PROBLEM DESCRIPTION: Transcribe each entry shown below with no difference from the original.

----- EXCERPTED RECORDS

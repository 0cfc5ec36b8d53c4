use std::path::PathBuf;

use crate::task::TaskLimits;

#[derive(Debug, Clone, PartialEq, Eq)]
pub enum Environment {
    Development,
    Test,
    Production,
}

impl std::fmt::Display for Environment {
    fn fmt(&self, f: &mut std::fmt::Formatter<'_>) -> std::fmt::Result {
        match self {
            Environment::Development => write!(f, "development"),
            Environment::Test => write!(f, "test"),
            Environment::Production => write!(f, "production"),
        }
    }
}

#[derive(Clone)]
pub struct AppConfig {
    pub database_url: Option<String>,
    pub env: Environment,
    pub log_level: String,
    pub brand_aliases_path: Option<PathBuf>,
    pub db_max_connections: u32,
    pub db_min_connections: u32,
    pub db_acquire_timeout_secs: u64,
    pub ai_api_key: Option<String>,
    pub ai_api_base: String,
    pub ai_model: String,
    pub ai_max_concurrent: usize,
    pub ai_timeout_secs: u64,
    pub bilibili_cookie: Option<String>,
    pub http_timeout_secs: u64,
    pub user_agent: String,
    pub http_max_retries: u32,
    pub http_retry_backoff_ms: u64,
    /// Default limits applied to tasks submitted without explicit overrides.
    pub task_limits: TaskLimits,
    pub task_stale_secs: u64,
    pub raw_comment_retention_days: u32,
}

impl std::fmt::Debug for AppConfig {
    fn fmt(&self, f: &mut std::fmt::Formatter<'_>) -> std::fmt::Result {
        f.debug_struct("AppConfig")
            .field("env", &self.env)
            .field("log_level", &self.log_level)
            .field(
                "database_url",
                &self.database_url.as_ref().map(|_| "[redacted]"),
            )
            .field("brand_aliases_path", &self.brand_aliases_path)
            .field("db_max_connections", &self.db_max_connections)
            .field("db_min_connections", &self.db_min_connections)
            .field("db_acquire_timeout_secs", &self.db_acquire_timeout_secs)
            .field("ai_api_key", &self.ai_api_key.as_ref().map(|_| "[redacted]"))
            .field("ai_api_base", &self.ai_api_base)
            .field("ai_model", &self.ai_model)
            .field("ai_max_concurrent", &self.ai_max_concurrent)
            .field("ai_timeout_secs", &self.ai_timeout_secs)
            .field(
                "bilibili_cookie",
                &self.bilibili_cookie.as_ref().map(|_| "[redacted]"),
            )
            .field("http_timeout_secs", &self.http_timeout_secs)
            .field("user_agent", &self.user_agent)
            .field("http_max_retries", &self.http_max_retries)
            .field("http_retry_backoff_ms", &self.http_retry_backoff_ms)
            .field("task_limits", &self.task_limits)
            .field("task_stale_secs", &self.task_stale_secs)
            .field(
                "raw_comment_retention_days",
                &self.raw_comment_retention_days,
            )
            .finish()
    }
}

----------

ANSWER TO THE EXERCISE:
repository 0cfc5ec36b8d53c4
use std::path::PathBuf;

use crate::task::TaskLimits;

#[derive(Debug, Clone, PartialEq, Eq)]
pub enum Environment {
    Development,
    Test,
    Production,
}

impl std::fmt::Display for Environment {
    fn fmt(&self, f: &mut std::fmt::Formatter<'_>) -> std::fmt::Result {
        match self {
            Environment::Development => write!(f, "development"),
            Environment::Test => write!(f, "test"),
            Environment::Production => write!(f, "production"),
        }
    }
}

#[derive(Clone)]
pub struct AppConfig {
    pub database_url: Option<String>,
    pub env: Environment,
    pub log_level: String,
    pub brand_aliases_path: Option<PathBuf>,
    pub db_max_connections: u32,
    pub db_min_connections: u32,
    pub db_acquire_timeout_secs: u64,
    pub ai_api_key: Option<String>,
    pub ai_api_base: String,
    pub ai_model: String,
    pub ai_max_concurrent: usize,
    pub ai_timeout_secs: u64,
    pub bilibili_cookie: Option<String>,
    pub http_timeout_secs: u64,
    pub user_agent: String,
    pub http_max_retries: u32,
    pub http_retry_backoff_ms: u64,
    /// Default limits applied to tasks submitted without explicit overrides.
    pub task_limits: TaskLimits,
    pub task_stale_secs: u64,
    pub raw_comment_retention_days: u32,
}

impl std::fmt::Debug for AppConfig {
    fn fmt(&self, f: &mut std::fmt::Formatter<'_>) -> std::fmt::Result {
        f.debug_struct("AppConfig")
            .field("env", &self.env)
            .field("log_level", &self.log_level)
            .field(
                "database_url",
                &self.database_url.as_ref().map(|_| "[redacted]"),
            )
            .field("brand_aliases_path", &self.brand_aliases_path)
            .field("db_max_connections", &self.db_max_connections)
            .field("db_min_connections", &self.db_min_connections)
            .field("db_acquire_timeout_secs", &self.db_acquire_timeout_secs)
            .field("ai_api_key", &self.ai_api_key.as_ref().map(|_| "[redacted]"))
            .field("ai_api_base", &self.ai_api_base)
            .field("ai_model", &self.ai_model)
            .field("ai_max_concurrent", &self.ai_max_concurrent)
            .field("ai_timeout_secs", &self.ai_timeout_secs)
            .field(
                "bilibili_cookie",
                &self.bilibili_cookie.as_ref().map(|_| "[redacted]"),
            )
            .field("http_timeout_secs", &self.http_timeout_secs)
            .field("user_agent", &self.user_agent)
            .field("http_max_retries", &self.http_max_retries)
            .field("http_retry_backoff_ms", &self.http_retry_backoff_ms)
            .field("task_limits", &self.task_limits)
            .field("task_stale_secs", &self.task_stale_secs)
            .field(
                "raw_comment_retention_days",
                &self.raw_comment_retention_days,
            )
            .finish()
    }
}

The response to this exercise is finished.